**Dataset records:**

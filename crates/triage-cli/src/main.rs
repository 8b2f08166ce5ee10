//! PR Triage CLI
//!
//! The `pr-triage` command triages pull requests on a GitHub repository:
//! it accepts single new files, accepts edits by a file's original author,
//! rejects multi-file submissions and holds deletions for review.
//!
//! ## Commands
//!
//! - `run`: one triage pass over the open pull requests
//! - `watch`: repeat `run` on an interval until interrupted
//! - `evaluate`: decide a single pull request, optionally applying the result

use std::sync::Arc;
use std::time::Duration;

use anyhow::{Context, Result};
use clap::{Args, Parser, Subcommand};
use tracing::{info, warn, Level};
use triage_core::{
    apply_decision, plan_actions, run_cycle, triage_change, ChangeSelection, CycleOptions,
    CycleReport, DecisionTag, HistoryResolver, PolicyConfig,
};
use triage_github::{GithubClient, GithubConfig, MergeMethod, DEFAULT_API_URL};

#[derive(Parser, Debug)]
#[command(name = "pr-triage")]
#[command(author = "Stevedores Org")]
#[command(version = env!("CARGO_PKG_VERSION"))]
#[command(about = "Automated pull request triage for GitHub repositories", long_about = None)]
struct Cli {
    /// Enable verbose output
    #[arg(short, long, global = true)]
    verbose: bool,

    /// Emit JSON-formatted log lines and reports
    #[arg(long, global = true)]
    json: bool,

    #[command(flatten)]
    repo: RepoArgs,

    #[command(subcommand)]
    command: Commands,
}

#[derive(Args, Debug)]
struct RepoArgs {
    /// Repository to triage (owner/name)
    #[arg(long, env = "REPO_NAME", global = true)]
    repo: Option<String>,

    /// GitHub API token
    #[arg(long, env = "GITHUB_TOKEN", global = true, hide_env_values = true)]
    token: Option<String>,

    /// Reviewer mentioned and requested when a file is deleted
    #[arg(long, env = "MENTION_USER", global = true)]
    mention: Option<String>,

    /// GitHub REST API root
    #[arg(long, env = "GITHUB_API_URL", global = true, default_value = DEFAULT_API_URL)]
    api_url: String,

    /// Branch whose history determines original authors (default branch if unset)
    #[arg(long, env = "TRIAGE_BASE_BRANCH", global = true)]
    base_branch: Option<String>,

    /// Merge method for accepted pull requests (merge, squash, rebase)
    #[arg(long, global = true, default_value = "merge")]
    merge_method: String,

    /// Seconds to wait for a file's history before giving up on it
    #[arg(long, global = true, default_value = "30")]
    timeout_secs: u64,

    /// Pull requests evaluated at once
    #[arg(long, global = true, default_value = "4")]
    concurrency: usize,

    /// Open a follow-up issue for pull requests no rule handles
    #[arg(long, global = true)]
    follow_up_issues: bool,
}

#[derive(Args, Debug, Clone, Copy)]
struct CycleArgs {
    /// Triage every open pull request, not only untouched new ones
    #[arg(long)]
    all: bool,

    /// Decide without commenting, merging or closing
    #[arg(long)]
    dry_run: bool,
}

#[derive(Subcommand, Debug)]
enum Commands {
    /// Run one triage pass
    Run {
        #[command(flatten)]
        cycle: CycleArgs,
    },

    /// Run triage passes on an interval until interrupted
    Watch {
        #[command(flatten)]
        cycle: CycleArgs,

        /// Seconds between passes
        #[arg(long, default_value = "60")]
        interval_secs: u64,
    },

    /// Decide a single pull request
    Evaluate {
        /// Pull request number
        number: u64,

        /// Apply the decision instead of only printing it
        #[arg(long)]
        apply: bool,
    },
}

#[tokio::main]
async fn main() -> Result<()> {
    // A missing .env file is fine
    dotenvy::dotenv().ok();
    let cli = Cli::parse();

    let level = if cli.verbose {
        Level::DEBUG
    } else {
        Level::INFO
    };
    triage_core::init_tracing(cli.json, level);

    let client = Arc::new(build_client(&cli.repo)?);
    let resolver = HistoryResolver::new(Arc::clone(&client))
        .with_timeout(Duration::from_secs(cli.repo.timeout_secs));
    let policy = policy_config(&cli.repo);

    match cli.command {
        Commands::Run { cycle } => {
            let options = cycle_options(&cli.repo, cycle);
            let report = run_cycle(&*client, &*client, &resolver, &policy, &options)
                .await
                .context("Failed to list open pull requests")?;
            print_report(&report, cli.json)
        }
        Commands::Watch {
            cycle,
            interval_secs,
        } => {
            let options = cycle_options(&cli.repo, cycle);
            cmd_watch(
                &client,
                &resolver,
                &policy,
                &options,
                Duration::from_secs(interval_secs.max(1)),
                cli.json,
            )
            .await
        }
        Commands::Evaluate { number, apply } => {
            cmd_evaluate(&client, &resolver, &policy, number, apply, cli.json).await
        }
    }
}

fn build_client(args: &RepoArgs) -> Result<GithubClient> {
    let slug = args
        .repo
        .as_deref()
        .context("No repository given: pass --repo or set REPO_NAME")?;
    let merge_method: MergeMethod = args.merge_method.parse()?;

    let mut config = GithubConfig::new(slug)?
        .with_api_base_url(&args.api_url)
        .with_merge_method(merge_method);
    match &args.token {
        Some(token) => config = config.with_token(token),
        None => warn!("GITHUB_TOKEN not set, requests are anonymous and cannot act"),
    }
    if let Some(branch) = &args.base_branch {
        config = config.with_base_branch(branch);
    }

    GithubClient::new(config).context("Failed to build GitHub client")
}

fn policy_config(args: &RepoArgs) -> PolicyConfig {
    let mut policy = PolicyConfig::default().with_follow_up_issues(args.follow_up_issues);
    if let Some(reviewer) = args.mention.as_deref().filter(|m| !m.is_empty()) {
        policy = policy.with_reviewer(reviewer.trim_start_matches('@'));
    }
    policy
}

fn cycle_options(args: &RepoArgs, cycle: CycleArgs) -> CycleOptions {
    CycleOptions {
        selection: if cycle.all {
            ChangeSelection::AllOpen
        } else {
            ChangeSelection::NewlyOpened
        },
        max_concurrent: args.concurrency.max(1),
        dry_run: cycle.dry_run,
    }
}

async fn cmd_watch(
    client: &Arc<GithubClient>,
    resolver: &HistoryResolver<Arc<GithubClient>>,
    policy: &PolicyConfig,
    options: &CycleOptions,
    interval: Duration,
    json: bool,
) -> Result<()> {
    info!(
        repo = %client.config().slug(),
        interval_secs = interval.as_secs(),
        "Watching for pull requests"
    );
    let mut ticker = tokio::time::interval(interval);
    ticker.set_missed_tick_behavior(tokio::time::MissedTickBehavior::Delay);

    loop {
        tokio::select! {
            _ = ticker.tick() => {
                match run_cycle(&**client, &**client, resolver, policy, options).await {
                    Ok(report) => print_report(&report, json)?,
                    // Listing failures end only this pass
                    Err(err) => warn!(error = %err, "Triage pass failed"),
                }
            }
            _ = tokio::signal::ctrl_c() => {
                info!("Interrupted, stopping");
                return Ok(());
            }
        }
    }
}

async fn cmd_evaluate(
    client: &Arc<GithubClient>,
    resolver: &HistoryResolver<Arc<GithubClient>>,
    policy: &PolicyConfig,
    number: u64,
    apply: bool,
    json: bool,
) -> Result<()> {
    let change = client
        .pull_request(number)
        .await
        .with_context(|| format!("Failed to fetch pull request #{number}"))?;
    let decision = triage_change(&**client, resolver, policy, &change)
        .await
        .with_context(|| format!("Failed to triage pull request #{number}"))?;

    let applied = if apply {
        Some(
            apply_decision(&**client, &change, &decision)
                .await
                .with_context(|| format!("Failed to apply decision to #{number}"))?,
        )
    } else {
        None
    };

    if json {
        let out = serde_json::json!({
            "number": change.number,
            "title": change.title,
            "decision": decision,
            "planned": plan_actions(&change, &decision),
            "applied": applied,
        });
        println!("{}", serde_json::to_string_pretty(&out)?);
        return Ok(());
    }

    println!("{} {}", change, change.title);
    println!("  decision: {} ({})", decision.tag(), decision.rule());
    println!("  message:");
    for line in decision.message().lines() {
        println!("    {line}");
    }
    let verb = if applied.is_some() { "applied" } else { "planned" };
    for action in plan_actions(&change, &decision) {
        println!("  {verb}: {}", action.name());
    }
    if let Some(issue) = applied.and_then(|a| a.opened_issue) {
        println!("  opened issue #{issue}");
    }
    Ok(())
}

fn print_report(report: &CycleReport, json: bool) -> Result<()> {
    if json {
        println!("{}", serde_json::to_string(report)?);
        return Ok(());
    }

    for change in &report.changes {
        match (&change.decision, &change.error) {
            (Some(d), None) => println!(
                "#{:<6} {:<12} {}",
                change.number,
                d.tag().to_string(),
                change.title
            ),
            (Some(d), Some(err)) => println!(
                "#{:<6} {:<12} {} (failed: {err})",
                change.number,
                d.tag().to_string(),
                change.title
            ),
            (None, Some(err)) => println!("#{:<6} {:<12} {err}", change.number, "error"),
            (None, None) => {}
        }
    }
    println!(
        "examined {}, skipped {}, accepted {}, rejected {}, held {}, info requested {}, failed {}",
        report.examined,
        report.skipped,
        report.count(DecisionTag::Accept),
        report.count(DecisionTag::Reject),
        report.count(DecisionTag::Hold),
        report.count(DecisionTag::RequestInfo),
        report.failures().count(),
    );
    Ok(())
}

**Task prompt:** Among the records above, find each line holding "only" and list it.

**Your response:**
    /// Triage every open pull request, not only untouched new ones
        /// Apply the decision instead of only printing it
                    // Listing failures end only this pass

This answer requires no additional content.